* [About this exercise]:
Gather every line of the entries that includes the word "OrientedContig".

Dataset items:
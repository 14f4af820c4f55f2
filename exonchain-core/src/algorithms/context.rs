use std::sync::Arc;

use crate::align::PairwiseAligner;
use crate::config::ScoringConfig;
use crate::hit::{Hit, Transcript};
use crate::sequence::{GeneticCode, OrientedContig};
use crate::splice::{SpliceFinder, SpliceProfile, SpliceSiteModel};
use crate::types::{ChainError, OrientedSpan};

/// Everything a pass over one contig/strand needs besides its hits.
#[derive(Clone, Copy)]
pub struct ChainContext<'a> {
    pub transcript: &'a Transcript,
    pub scoring: &'a ScoringConfig,
    pub contig: &'a OrientedContig<'a>,
    pub aligner: &'a dyn PairwiseAligner,
    pub code: &'a GeneticCode,
    pub splice_model: &'a SpliceSiteModel,
}

impl ChainContext<'_> {
    /// Number of parts of the transcript
    #[must_use]
    pub fn parts(&self) -> usize {
        self.transcript.len()
    }
}

/// A hit prepared for one pass: its oriented span and, once computed, its
/// splice profile.
#[derive(Debug, Clone, PartialEq)]
pub struct Candidate {
    pub hit: Hit,
    pub span: OrientedSpan,
    pub profile: Option<Arc<SpliceProfile>>,
}

/// Candidates of one pass indexed by part.
pub type PartCandidates = Vec<Vec<Candidate>>;

impl Candidate {
    /// Wrap `hit` for a pass over `contig`.
    ///
    /// # Errors
    ///
    /// Returns [`ChainError::InvalidHit`] if the hit lies outside the contig.
    pub fn new(hit: Hit, contig: &OrientedContig<'_>) -> Result<Self, ChainError> {
        if hit.target_end > contig.len() {
            return Err(ChainError::InvalidHit(format!(
                "{}:{}-{} ends beyond the contig length {}",
                hit.contig,
                hit.target_start,
                hit.target_end,
                contig.len()
            )));
        }
        let span = contig.to_oriented(hit.target_start, hit.target_end);
        Ok(Self {
            hit,
            span,
            profile: None,
        })
    }

    /// Compute the splice profile unless already present.
    pub fn prepare(&mut self, ctx: &ChainContext<'_>) {
        if self.profile.is_none() {
            let profile = SpliceFinder::new(ctx).profile(&self.hit, self.span);
            self.profile = Some(Arc::new(profile));
        }
    }

    /// Number of query residues covered
    #[must_use]
    pub const fn query_span(&self) -> usize {
        self.hit.query_span()
    }
}

/// Sort every part's candidates by oriented start.
pub fn sort_candidates(hits: &mut PartCandidates) {
    for list in hits.iter_mut() {
        list.sort_by_key(|c| (c.span.start, c.span.end));
    }
}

* [Response area]:
use crate::sequence::{GeneticCode, OrientedContig};
    pub contig: &'a OrientedContig<'a>,
    pub fn new(hit: Hit, contig: &OrientedContig<'_>) -> Result<Self, ChainError> {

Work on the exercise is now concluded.